Un momento emozionante, di allegria, ma soprattutto di normalità. Sì, a Gaza un evento come un Festival del cinema "specchio" di quello di Cannes, chiamato Human Rights Film Festival, è un evento che mette speranza, che fa sognare un'altra Gaza, dove si possa vivere in pace e in sicurezza.

Dopo tante macerie, lasciate dal conflitto del 2014, ecco un Festival giunto alla II edizione dove non esiste un solo cinema. Se qualcuno vuole vedere un film, lo deve vedere via Tv oppure via internet, e non sempre si tratta di film di qualità.

Chi scrive è a Gaza per un progetto di formazione e microcredito di donne povere con vari problemi familiari, vedove, donne che hanno subito violenza, che a fatica trovano il denaro sufficiente per sfamare i loro figli. Talvolta con l'unica risorsa dell'assegno di povertà o il pacco alimentare. Certo, c'è chi sta meglio, ci sono i giovani che fanno l'università (meglio che disoccupati), ma di fatto Gaza è un Paese che dall'assistenza trae il suo reddito. Il microcredito per le donne è qualcosa di nuovo, sono fondi che si ricevono e si restituiscono per consentire ad altre donne di usufruirne, per intraprendere un'attività economica che potrà fornire loro una possibilità di reddito non assistito e, per molte, una svolta importante nella loro vita.

All'arrivo a Gaza campeggiano, tra i vari manifesti in strada, da un lato un enorme cartellone in ricordo di tre bambine morte bruciate in casa e dall'altro l'immagine del Human Rights Film Festival "Red Carpet". Scritto in inglese, da non credere. Ho subito chiesto di cosa si trattasse. A dir la verità avevo un vago ricordo che già l'anno scorso c'era stato qualcosa del genere. Ma essere a Gaza, in coincidenza con questo evento, mi ha fatto riaffiorare tutta la passione per il cinema e soprattutto per la sua diffusione.

Promuovere un festival a Gaza non è molto semplice, al di là degli ovvi problemi organizzativi; si aggiungono anche quelli dei permessi, delle lunghe attese per le autorizzazioni. L'inaugurazione si doveva svolgere all'aperto, come l'anno scorso, quando era stato scelto di stendere il red carpet tra le rovine di Khan Younis. Quest'anno è stato scelto il porto, altro simbolo di limitata possibilità di circolazione. "Let's us breathe" ("Lasciateci respirare") è il motto di questa edizione. Alla fine l'autorizzazione per la serata inaugurale al porto non è arrivata e così hanno ripiegato su un teatro, ma non hanno rinunciato al red carpet che è stato steso fino alla strada, con a lato una barca: simbolo della liberta di viaggiare... In un Paese chiuso, dove non si entra e non si esce senza permessi speciali (e per di più non sempre concessi).

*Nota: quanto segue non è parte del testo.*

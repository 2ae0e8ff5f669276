//! Mining pool connectivity.
//!
//! One [`PoolConnection`] exists per upstream pool. Each runs as an async
//! task on the I/O runtime, owns its network transport, and walks the
//! connection state machine:
//!
//! ```text
//! Disconnected -> Connecting -> Subscribing -> Authorizing -> Ready
//!                    ^                                          |
//!                    |                                          v
//!                    +---------- (backoff) ------------- Reconnecting
//!                                                               |
//!                                        (max failures) -> Failed
//! ```
//!
//! Every transition, every accepted job and every share result is pushed to
//! the strategy as a [`PoolEvent`]. The wire format is pluggable through the
//! [`Dialect`] trait; the transport through [`Connector`].

mod backoff;
mod connection;
mod descriptor;
mod dialect;
mod job;
mod messages;
mod transport;

use std::fmt;
use std::sync::Arc;

use serde::Serialize;
use strum::Display;

pub use backoff::Backoff;
pub use connection::{ConnectionSettings, PoolConnection, PoolHandle};
pub use descriptor::PoolDescriptor;
pub use dialect::{
    dialect_for, Authorized, Dialect, JobParams, LoginDialect, Notification, Request, Session,
    StratumDialect, SubmitReply,
};
pub use job::{parse_target, Job, Share, MAX_BLOB_SIZE, MIN_BLOB_SIZE, NONCE_OFFSET};
pub use messages::{error_reason, JsonRpcMessage};
pub use transport::{Connector, LineTransport, TcpConnector, Transport};

#[cfg(test)]
pub(crate) use transport::{MockConnector, MockTransport, MockTransportHandle};

/// Identifies one connection within a session.
///
/// Configured pools are numbered in priority order from zero; the donation
/// pool, when present, takes the next index.
#[derive(Debug, Clone, Copy, PartialEq, Eq, PartialOrd, Ord, Hash, Serialize)]
pub struct PoolId(pub usize);

impl fmt::Display for PoolId {
    fn fmt(&self, f: &mut fmt::Formatter<'_>) -> fmt::Result {
        write!(f, "#{}", self.0)
    }
}

/// Connection state, owned by the connection task and read by the strategy.
#[derive(Debug, Clone, Copy, PartialEq, Eq, Display, Serialize)]
pub enum ConnectionState {
    Disconnected,
    Connecting,
    Subscribing,
    Authorizing,
    Ready,
    Reconnecting,
    Failed,
}

impl ConnectionState {
    pub fn is_ready(self) -> bool {
        self == ConnectionState::Ready
    }
}

/// Why a share never reached the pool.
#[derive(Debug, Clone, Copy, PartialEq, Eq, Display)]
pub enum DiscardReason {
    /// Its job was superseded and stale submission is off
    Stale,
    /// The connection was not Ready
    NotReady,
    /// The connection closed before the share could be written
    Closed,
}

/// Final outcome of one share submission.
#[derive(Debug, Clone, PartialEq, Eq)]
pub enum SubmitOutcome {
    Accepted,
    Rejected(String),
    TimedOut,
    Discarded(DiscardReason),
}

/// Notifications from a connection to the strategy and result accounting.
#[derive(Debug, Clone)]
pub struct PoolEvent {
    pub pool: PoolId,
    pub kind: PoolEventKind,
}

#[derive(Debug, Clone)]
pub enum PoolEventKind {
    /// The connection moved to a new state
    StateChanged(ConnectionState),

    /// A new job replaced the connection's current job
    NewJob(Arc<Job>),

    /// A submitted share was answered, timed out, or discarded
    ShareResult {
        job_id: String,
        nonce: u32,
        difficulty: u64,
        outcome: SubmitOutcome,
    },
}

impl PoolEvent {
    pub fn new(pool: PoolId, kind: PoolEventKind) -> Self {
        Self { pool, kind }
    }
}

#[cfg(test)]
mod tests {
    use super::*;

    #[test]
    fn pool_id_display() {
        assert_eq!(PoolId(2).to_string(), "#2");
    }

    #[test]
    fn only_ready_is_ready() {
        assert!(ConnectionState::Ready.is_ready());
        assert!(!ConnectionState::Reconnecting.is_ready());
        assert!(!ConnectionState::Failed.is_ready());
        assert_eq!(ConnectionState::Authorizing.to_string(), "Authorizing");
    }
}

Il film di apertura è stato The Idol del regista palestinese Hany Abu-Assad, proiettato in un'atmosfera elettrica, con battimani e fischi, una situazione simile a quella raccontata dal film di Giuseppe Tornatore Nuovo cinema paradiso.

Per 7 giorni verranno proiettati più di 70 opere cinematografiche tra cortometraggi e lungometraggi, film di finzione e documentari. Opere provenienti da varie parti del mondo, con un accento su film in cui si parla di gente, storie di vita, passioni e incontri. Una finestra aperta sul mondo, perché Gaza è parte del mondo, anche se spesso dimenticata.

Un evento importantissimo, soprattutto per la gioventù di Gaza, la gran parte del pubblico in sala. Gli organizzatori portati in trionfo sulle spalle, in un'allegria infuocata. Insomma, la vittoria del cinema sulla Guerra. Cinema come strumento di cultura, conoscenza e comunicazione che le guerre non riescono a cancellare e che può riconciliare i popoli. Jalla!